Treatment with the triple-combination therapy also reduced detection of Pseudomonas aeruginosa and methicillin-resistant Staphylococcus aureus, or MRSA, two harmful bacteria that can cause lung infections in CF.
The study, “Impact of Elexacaftor-Tezacaftor-Ivacaftor on Bacterial Colonization and Inflammatory Responses in Cystic Fibrosis,” was published in Pediatric Pulmonology.
CF is caused by mutations in the CFTR gene that lead to the impaired regulation of the flow of salt and water in cells. This results in thick mucus building up in several organs, including the lungs, intestines, and liver.
Trikafta, developed by Vertex Pharmaceuticals, is approved in the U.S. to treat CF patients, ages 6 and older, with least one F508del mutation — the most common CF-causing mutation — in the CFTR gene or a CFTR mutation that responds to Trikafta in laboratory studies.
Although researchers know inflammation in CF damages the lungs, the association between abnormal CFTR function and inflammation is still unclear and it’s yet to be determined if increasing CFTR function with Trikafta eases inflammation.
Scientists at Nationwide Children’s Hospital, Ohio evaluated its effects on several clinical parameters, bacterial colonization by P. aeruginosa and MRSA, and indicators of inflammation.
Lung function was assessed by measuring forced expiratory volume in one second (FEV1), a measure of how much air someone can forcibly exhale, at the start of treatment and in three-month intervals for a year. The team also assessed body mass index (BMI, a measure of body fat) and sweat chloride — an indicator of CFTR function — and performed a bacterial analysis.
A total of 48 CF patients were included. The mean age was 28.8 and 58.3% were male. About 21 had the F508del mutation in the two CFTR copies and another 21 had only one mutation copy. A group of 20 healthy adults were included (mean age, 33.9) as controls.
Mean percent predicted FEV1 increased from 63% at the start of treatment to 71% after three months. After a year it was still significantly higher than at baseline (68%). Mean BMI also improved from 22.5 kg per square meter (kg/m2) at baseline to 23.5 kg/m2 at three months. By the one-year mark, it was at 24 kg/m2. Also, mean sweat chloride decreased significantly from 97.4 to 48.1 mEq/L after a month.
Bacteria were cultured from sputum samples and cytokines — signaling molecules that control immune cell activity — were measured in blood samples.
Twenty-five patients were positive for P. aeruginosa compared to 15 patients at three months after treatment. After a year, 10 had positive cultures. Likewise, 21 patients had positive MRSA cultures at the study’s start, 15 at three months, and 11 after a year.

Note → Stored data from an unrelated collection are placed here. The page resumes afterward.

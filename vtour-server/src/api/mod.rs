//! HTTP API handlers for vtour-server

pub mod events;
pub mod health;
pub mod photos;
pub mod rooms;
pub mod tours;

pub use events::event_stream;
pub use health::health_routes;
pub use photos::photo_routes;
pub use rooms::room_routes;
pub use tours::tour_routes;
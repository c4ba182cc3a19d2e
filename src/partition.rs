use core::fmt;
use core::ops::Range;

/// Partition of a coefficient vector into contiguous groups followed by two
/// flat L1 ranges.
///
/// Boundaries are strictly increasing and start at 0. The final three values
/// demarcate: end of the grouped region (= start of the first flat range),
/// start of the second flat range, and the total vector length. With `B`
/// boundaries there are `B - 3` groups, one weight per group.
#[derive(Debug, Clone)]
pub struct GroupPartition {
    boundaries: Vec<usize>,
    weights: Vec<f64>,
}

/// Validation errors for a GroupPartition.
#[derive(Debug, Clone)]
pub enum PartitionError {
    /// Fewer than 3 boundaries; the two flat ranges cannot be demarcated.
    TooFewBoundaries { actual: usize },
    /// boundaries[0] is not 0.
    FirstBoundary { value: usize },
    /// boundaries are not strictly increasing.
    NotIncreasing { pos: usize, prev: usize, next: usize },
    /// weights length does not match the group count.
    WeightCount { expected: usize, actual: usize },
    /// A group weight is negative or not finite.
    InvalidWeight { group: usize, value: f64 },
}

impl fmt::Display for PartitionError {
    fn fmt(&self, f: &mut fmt::Formatter<'_>) -> fmt::Result {
        match self {
            Self::TooFewBoundaries { actual } => {
                write!(f, "need at least 3 boundaries (got {actual})")
            }
            Self::FirstBoundary { value } => {
                write!(f, "boundaries must start at 0 (got {value})")
            }
            Self::NotIncreasing { pos, prev, next } => {
                write!(
                    f,
                    "boundaries not strictly increasing at position {pos}: {prev} >= {next}"
                )
            }
            Self::WeightCount { expected, actual } => {
                write!(f, "weights length {actual} does not match group count {expected}")
            }
            Self::InvalidWeight { group, value } => {
                write!(f, "weight for group {group} must be finite and >= 0 (got {value})")
            }
        }
    }
}

impl std::error::Error for PartitionError {}

impl GroupPartition {
    /// Creates a validated partition.
    ///
    /// Requirements:
    /// - `boundaries.len() >= 3`
    /// - `boundaries[0] == 0` and strictly increasing
    /// - `weights.len() == boundaries.len() - 3`
    /// - every weight finite and non-negative
    pub fn new(boundaries: Vec<usize>, weights: Vec<f64>) -> Result<Self, PartitionError> {
        if boundaries.len() < 3 {
            return Err(PartitionError::TooFewBoundaries {
                actual: boundaries.len(),
            });
        }
        if boundaries[0] != 0 {
            return Err(PartitionError::FirstBoundary {
                value: boundaries[0],
            });
        }
        for pos in 1..boundaries.len() {
            let prev = boundaries[pos - 1];
            let next = boundaries[pos];
            if prev >= next {
                return Err(PartitionError::NotIncreasing { pos, prev, next });
            }
        }
        let expected = boundaries.len() - 3;
        if weights.len() != expected {
            return Err(PartitionError::WeightCount {
                expected,
                actual: weights.len(),
            });
        }
        for (group, &value) in weights.iter().enumerate() {
            if !value.is_finite() || value < 0.0 {
                return Err(PartitionError::InvalidWeight { group, value });
            }
        }

        Ok(Self {
            boundaries,
            weights,
        })
    }

    /// Total coefficient-vector length covered by the partition.
    pub fn len(&self) -> usize {
        *self.boundaries.last().unwrap()
    }

    /// Always false; a valid partition covers at least two coefficients.
    pub fn is_empty(&self) -> bool {
        false
    }

    /// Number of groups in the grouped region.
    pub fn num_groups(&self) -> usize {
        self.boundaries.len() - 3
    }

    /// Index range of group `k`.
    pub fn group_range(&self, k: usize) -> Range<usize> {
        self.boundaries[k]..self.boundaries[k + 1]
    }

    /// Index range of the first flat L1 region.
    pub fn first_l1_range(&self) -> Range<usize> {
        let b = &self.boundaries;
        b[b.len() - 3]..b[b.len() - 2]
    }

    /// Index range of the second flat L1 region.
    pub fn second_l1_range(&self) -> Range<usize> {
        let b = &self.boundaries;
        b[b.len() - 2]..b[b.len() - 1]
    }

    /// Per-group weights.
    pub fn weights(&self) -> &[f64] {
        &self.weights
    }

    /// Boundary sequence.
    pub fn boundaries(&self) -> &[usize] {
        &self.boundaries
    }
}

#[cfg(test)]
mod tests {
    use super::*;

    #[test]
    fn valid_partition_ranges() {
        let p = GroupPartition::new(vec![0, 2, 5, 7, 9], vec![1.0, 0.5]).unwrap();
        assert_eq!(p.len(), 9);
        assert_eq!(p.num_groups(), 2);
        assert_eq!(p.group_range(0), 0..2);
        assert_eq!(p.group_range(1), 2..5);
        assert_eq!(p.first_l1_range(), 5..7);
        assert_eq!(p.second_l1_range(), 7..9);
    }

    #[test]
    fn zero_groups_is_valid() {
        let p = GroupPartition::new(vec![0, 3, 6], vec![]).unwrap();
        assert_eq!(p.num_groups(), 0);
        assert_eq!(p.first_l1_range(), 0..3);
        assert_eq!(p.second_l1_range(), 3..6);
    }

    #[test]
    fn rejects_malformed() {
        assert!(matches!(
            GroupPartition::new(vec![0, 5], vec![]),
            Err(PartitionError::TooFewBoundaries { .. })
        ));
        assert!(matches!(
            GroupPartition::new(vec![1, 3, 6], vec![]),
            Err(PartitionError::FirstBoundary { .. })
        ));
        assert!(matches!(
            GroupPartition::new(vec![0, 3, 3, 6], vec![1.0]),
            Err(PartitionError::NotIncreasing { .. })
        ));
        assert!(matches!(
            GroupPartition::new(vec![0, 2, 4, 6], vec![]),
            Err(PartitionError::WeightCount { .. })
        ));
        assert!(matches!(
            GroupPartition::new(vec![0, 2, 4, 6], vec![-1.0]),
            Err(PartitionError::InvalidWeight { .. })
        ));
    }
}
fn weighted_penalty(penalties: &ProxPenalties, prox: &ProxKind<'_>) -> f64 {
    match prox {
        ProxKind::NonNegative => 0.0,
        ProxKind::Composite { lambda, .. } => {
            lambda[0] * penalties.group
                + lambda[1] * penalties.first_l1
                + lambda[2] * penalties.second_l1
        }
    }
}

fn dot(a: &[f64], b: &[f64]) -> f64 {
    let mut sum = 0.0;
    for (x, y) in a.iter().zip(b.iter()) {
        sum += x * y;
    }
    sum
}

fn finish_stats(
    stats: SolverStats,
    verbose: bool,
    reporter: &mut ReporterSlot<'_>,
) -> SolverStats {
    if let Some(reporter) = reporter.as_mut() {
        reporter.on_finish();
    }
    if verbose {
        emit_line(&format!("stopping criterion: {}", stats.reason));
    }
    stats
}

#[cfg(test)]
mod tests {
    use super::*;
    use crate::operator::DenseOperator;
    use faer_core::Parallelism;

    fn identity(n: usize) -> DenseOperator {
        let mut elements = vec![0.0; n * n];
        for i in 0..n {
            elements[i * n + i] = 1.0;
        }
        DenseOperator::from_row_major(n, n, &elements, Parallelism::None).unwrap()
    }

    #[test]
    fn identity_scenario_recovers_measurements() {
        let op = identity(2);
        let y = [2.0, 0.0];
        let mut x = [0.0; 2];
        let mut solver = FistaSolver::new(2, 2).unwrap();
        let stats = solver
            .solve_nnls(&op, &y, &mut x, &SolverOptions::default(), None, None)
            .unwrap();
        assert!(
            matches!(
                stats.reason,
                TerminationReason::AbsObjective | TerminationReason::RelObjective
            ),
            "unexpected reason: {:?}",
            stats.reason
        );
        assert!((x[0] - 2.0).abs() < 1e-6);
        assert!(x[1].abs() < 1e-6);
    }

    #[test]
    fn zero_measurements_terminate_at_first_iteration() {
        let op = identity(3);
        let y = [0.0; 3];
        let mut x = [0.0; 3];
        let mut solver = FistaSolver::new(3, 3).unwrap();
        let stats = solver
            .solve_nnls(&op, &y, &mut x, &SolverOptions::default(), None, None)
            .unwrap();
        assert_eq!(stats.iterations, 1);
        assert!(matches!(
            stats.reason,
            TerminationReason::AbsObjective | TerminationReason::AbsSolution
        ));
        assert_eq!(x, [0.0; 3]);
    }

    #[test]
    fn dimension_mismatches_are_rejected() {
        let op = identity(2);
        let mut solver = FistaSolver::new(2, 2).unwrap();
        let mut x = [0.0; 2];
        assert!(matches!(
            solver.solve_nnls(&op, &[1.0], &mut x, &SolverOptions::default(), None, None),
            Err(SolveError::MeasurementLen { .. })
        ));
        let mut short_x = [0.0; 1];
        assert!(matches!(
            solver.solve_nnls(
                &op,
                &[1.0, 2.0],
                &mut short_x,
                &SolverOptions::default(),
                None,
                None
            ),
            Err(SolveError::SolutionLen { .. })
        ));
        let op3 = identity(3);
        assert!(matches!(
            solver.solve_nnls(
                &op3,
                &[1.0, 2.0],
                &mut x,
                &SolverOptions::default(),
                None,
                None
            ),
            Err(SolveError::OperatorShape { .. })
        ));
    }

    #[test]
    fn constant_step_rejects_degenerate_lipschitz() {
        let op = identity(2);
        let mut solver = FistaSolver::new(2, 2).unwrap();
        let mut x = [0.0; 2];
        assert!(matches!(
            solver.solve_nnls_constant_step(
                &op,
                0.0,
                &[1.0, 1.0],
                &mut x,
                &SolverOptions::default(),
                None,
                None
            ),
            Err(SolveError::NonPositiveLipschitz { .. })
        ));
    }
}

Following six months of Trikafta, the levels of pro-inflammatory cytokines IL-8, IL-6, and IL-17A decreased significantly. All three cytokines were elevated at baseline relative to controls.
“Collectively, these data show that [Trikafta] improves clinical outcomes, bacterial detection in respiratory cultures, and systemic inflammation,” the researchers wrote.
Further blood tests of immune cells showed that after three months, neutrophils decreased significantly, whereas eosinophils and a subset of T-cells increased after treatment.
“In conclusion, in [people with CF, Trikafta] significantly improved FEV1 and BMI, decreased sweat chloride, was associated with a decrease in detection of Pseudomonas and MRSA in respiratory cultures, and partially restored systemic cytokine production and circulating immune cell composition,” the researchers wrote, noting long-term studies are needed to see if the impact of CFTR modulators such as Trikafta on inflammation is sustained.